To accomplish these ambitious objectives, we devised five key strategies:
● Evidence-based Design and content: Utilize exclusively evidence-based learning methods and materials.
● Interactive Learning Modules: Create a genuinely interactive educational environment that is also enjoyable to boost learners’ motivation and active participation throughout an online program.
● Context-rich education: Offer an education that is rich in context, making the topics applicable to the participants' daily lives. This approach helps translate knowledge into practice and fosters the development of higher cognitive skills in line with Bloom’s taxonomy.
● Covering the three levels of prevention: prepare the program in a way not only to reduce the risk of being involved by mental disorders but also to be capable of facing it and overcoming it during our lives.
● Sustainable Learning Community: Foster an ongoing learning community where participants can continuously share knowledge and best practices.
To pursue our objectives, the curriculum was constructed based on the four domains of MHL (22):
1. Understanding how to obtain and maintain good mental health.
2. Understanding mental disorders and treatment.
3. Decreasing stigma against mental illness.
4. Enhancing help-seeking efficacy.
A part of our curriculum focused on early detection and immediate support for mentally distressed peers, emphasizing self-care strategies during crises. This section specifically addressed depression and suicidality, the most common mental health challenges, and was adapted from the evidence-based Mental Health First Aid (MHFA) action plan. MHFA has demonstrated effectiveness in enhancing mental health literacy, reducing stigma, and fostering supportive behaviors (32, 36, 39, 40).
Secondly, medical students are dealing with daily psychological stress that makes them vulnerable to burnout, depression, and anxiety disorders. Learning stress management skills and fostering resilience were included in the program’s content to help students prevent mental disorders and promote their SWB and productivity (41).
Moreover, based on the World Health Organization’s (WHO) definition of health, being healthy is not just the absence of disease but a satisfactory status of well-being (1). Positive mental health literacy, which refers to a person’s knowledge about enhancing and preserving good mental health, was also addressed in this curriculum (42, 43).

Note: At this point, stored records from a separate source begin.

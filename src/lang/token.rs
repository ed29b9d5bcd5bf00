use std::cmp::Ordering;

#[derive(Debug, PartialEq, Clone, Copy)]
pub enum Word {
    AsFunction,
    Call,
    Define,
    Else,
    EndCase,
    EndFunction,
    EndIf,
    If,
    Print,
    RevelationCase,
    Then,
    When,
}

impl Word {
    /// Words that may begin a line, longest first so that `ENDIF` is
    /// never taken for a shorter prefix.
    pub const LEADING: [Word; 10] = [
        Word::RevelationCase,
        Word::EndFunction,
        Word::EndCase,
        Word::Define,
        Word::EndIf,
        Word::Print,
        Word::Else,
        Word::When,
        Word::Call,
        Word::If,
    ];

    /// Terminators close or subdivide a block and never execute on their own.
    pub fn is_terminator(self) -> bool {
        use Word::*;
        matches!(self, Else | EndCase | EndFunction | EndIf | When)
    }
}

impl std::fmt::Display for Word {
    fn fmt(&self, f: &mut std::fmt::Formatter) -> std::fmt::Result {
        use Word::*;
        match self {
            AsFunction => write!(f, "AS FUNCTION"),
            Call => write!(f, "CALL"),
            Define => write!(f, "DEFINE"),
            Else => write!(f, "ELSE"),
            EndCase => write!(f, "ENDCASE"),
            EndFunction => write!(f, "ENDFUNCTION"),
            EndIf => write!(f, "ENDIF"),
            If => write!(f, "IF"),
            Print => write!(f, "PRINT"),
            RevelationCase => write!(f, "REVELATION_CASE"),
            Then => write!(f, "THEN"),
            When => write!(f, "WHEN"),
        }
    }
}

#[derive(Debug, PartialEq, Clone, Copy)]
pub enum Operator {
    GreaterEqual,
    LessEqual,
    Equal,
    Greater,
    Less,
}

impl Operator {
    /// Search order when splitting a condition. Two-character operators
    /// come first so `>=` is not read as `>` followed by `=`.
    pub const PRIORITY: [Operator; 5] = [
        Operator::GreaterEqual,
        Operator::LessEqual,
        Operator::Equal,
        Operator::Greater,
        Operator::Less,
    ];

    pub fn holds(self, ordering: Ordering) -> bool {
        match self {
            Operator::GreaterEqual => ordering != Ordering::Less,
            Operator::LessEqual => ordering != Ordering::Greater,
            Operator::Equal => ordering == Ordering::Equal,
            Operator::Greater => ordering == Ordering::Greater,
            Operator::Less => ordering == Ordering::Less,
        }
    }
}

impl std::fmt::Display for Operator {
    fn fmt(&self, f: &mut std::fmt::Formatter) -> std::fmt::Result {
        use Operator::*;
        match self {
            GreaterEqual => write!(f, ">="),
            LessEqual => write!(f, "<="),
            Equal => write!(f, "="),
            Greater => write!(f, ">"),
            Less => write!(f, "<"),
        }
    }
}
/*!
# Error Messages

Errors marked fatal stop the program and nothing it printed is shown.
The others are printed as a line starting with `?` and the program
carries on.

## SYNTAX ERROR (fatal)
A line starts with a keyword but is not shaped the way that statement
must be, such as an `IF` without `THEN` at the end. Every line is
checked before the program starts.

## UNTERMINATED BLOCK (fatal)
An `IF`, `REVELATION_CASE` or `DEFINE` has no matching `ENDIF`,
`ENDCASE` or `ENDFUNCTION`. The line shown is the one that opened it.

## UNDEFINED FUNCTION
`CALL` named a function that was never defined.

## UNRECOGNIZED STATEMENT
The line is not any statement.

## CALL DEPTH EXCEEDED (fatal)
Calls nested deeper than the configured limit, usually a function that
calls itself.

## NESTING TOO DEEP (fatal)
Blocks and calls, counted together, are nested deeper than the
configured limit.

## EXECUTION STEPS EXCEEDED (fatal)
The program ran more statements than the configured limit.

## BREAK (fatal)
The program was interrupted with CTRL-C.

## FILE NOT FOUND
The program file given on the command line does not exist.
*/
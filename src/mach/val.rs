use crate::lang::Operator;
use std::cmp::Ordering;
use std::rc::Rc;

/// ## Runtime value
///
/// Quoted source text is always a `String`. A bare token that spells a
/// plain decimal number is a `Number` and keeps its spelling for display.
/// Anything else is a `String`.

#[derive(Debug, PartialEq, Clone)]
pub enum Val {
    String(Rc<str>),
    Number(Rc<str>),
}

impl Default for Val {
    fn default() -> Val {
        Val::String("".into())
    }
}

impl Val {
    /// Reads a value token: strips one pair of surrounding quotes,
    /// otherwise keeps the token unchanged.
    pub fn parse(token: &str) -> Val {
        let token = token.trim();
        if token.len() >= 2 && token.starts_with('"') && token.ends_with('"') {
            return Val::String(token[1..token.len() - 1].into());
        }
        if is_numeral(token) {
            Val::Number(token.into())
        } else {
            Val::String(token.into())
        }
    }

    pub fn as_str(&self) -> &str {
        match self {
            Val::String(s) | Val::Number(s) => s,
        }
    }

    /// The numeric value. `None` when the integer part runs past 15
    /// digits, beyond which `f64` no longer keeps integers apart.
    pub fn number(&self) -> Option<f64> {
        let s = match self {
            Val::Number(s) => s,
            Val::String(_) => return None,
        };
        let n: f64 = s.parse().ok()?;
        let whole = s.split('.').next().unwrap_or("");
        let digits = whole.trim_start_matches(|c: char| c == '-' || c == '+' || c == '0');
        if !n.is_finite() || digits.len() > 15 {
            return None;
        }
        Some(n)
    }

    /// Two numbers compare numerically. Any other pair, or a number too
    /// large to compare exactly, compares as text.
    pub fn cmp_val(&self, other: &Val) -> Ordering {
        if let (Some(lhs), Some(rhs)) = (self.number(), other.number()) {
            if let Some(ordering) = lhs.partial_cmp(&rhs) {
                return ordering;
            }
        }
        self.as_str().cmp(other.as_str())
    }

    pub fn compare(&self, op: Operator, other: &Val) -> bool {
        op.holds(self.cmp_val(other))
    }
}

/// Optional sign, digits, optional fraction. No exponents or `inf`.
fn is_numeral(s: &str) -> bool {
    let digits = s.strip_prefix(|c: char| c == '-' || c == '+').unwrap_or(s);
    let mut parts = digits.splitn(2, '.');
    let whole = parts.next().unwrap_or("");
    let fraction = parts.next();
    let all_digits = |p: &str| p.chars().all(|c| c.is_ascii_digit());
    if !all_digits(whole) {
        return false;
    }
    match fraction {
        None => !whole.is_empty(),
        Some(f) => all_digits(f) && !(whole.is_empty() && f.is_empty()),
    }
}

impl std::fmt::Display for Val {
    fn fmt(&self, f: &mut std::fmt::Formatter) -> std::fmt::Result {
        write!(f, "{}", self.as_str())
    }
}
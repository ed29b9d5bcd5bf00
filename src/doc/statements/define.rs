/*!
# `DEFINE <name> AS FUNCTION ... ENDFUNCTION`

## Purpose
Store statements to run later with `CALL`.

## Remarks
The body does not run when it is defined. Defining the same name again
replaces the earlier body. Functions have no parameters or local
variables.

## Example
```text
DEFINE greet AS FUNCTION
PRINT("hello")
ENDFUNCTION
CALL greet
hello
```

*/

Finally, stigma was approached independently in this program. Participants were challenged to think about different types of stigmas in various contexts and their roles in destigmatizing mental disorders and facilitating help-seeking behaviors.
Therefore, our content concentrated on four topics to address all domains of MHL (Figure 2). The content validity was verified by experts who reviewed and critically revised all created learning materials. Initially, in three sessions involving one psychiatry resident and three general medical students, the findings of previous studies on students' mental health literacy (MHL) were reviewed. This included a needs assessment previously conducted by our team and global studies aimed at improving MHL, such as those based on Mental Health First Aid (MHFA). Educational topics were selected with consideration of the cultural and linguistic context of the target population. In the next step, essential scientific content for these topics was gathered from public education resources. Subsequently, using scenario-based methods, games, and other interactive techniques, the format for delivering this content was developed. The content and its delivery format were then evaluated by two experts—a psychiatry resident and a psychiatry professor—who provided necessary revisions. This process was repeated until content validity and face validity were confirmed by the experts. Finally, to complete the assessment of face validity, four individuals from the target population also reviewed the materials.
Figure 2. Domains of mental health literacy: the figure illustrates the four core domains of mental health literacy addressed in this study, which formed the basis for the program, 's content development.
Aiming to create an online, interactive, and context-rich learning environment to foster life skills, and considering our objectives, we used various educational methods, including flipped classroom, scenario-based learning, gamification, self-reflective learning, and cross-cutting themes.
The program included 4.5 hours of asynchronous and 13.5 hours of synchronous sessions over three weeks. Asynchronous materials like educational videos were provided online, with support from facilitators. Weekly synchronous sessions involved missions and group activities to reinforce learning (43, 44).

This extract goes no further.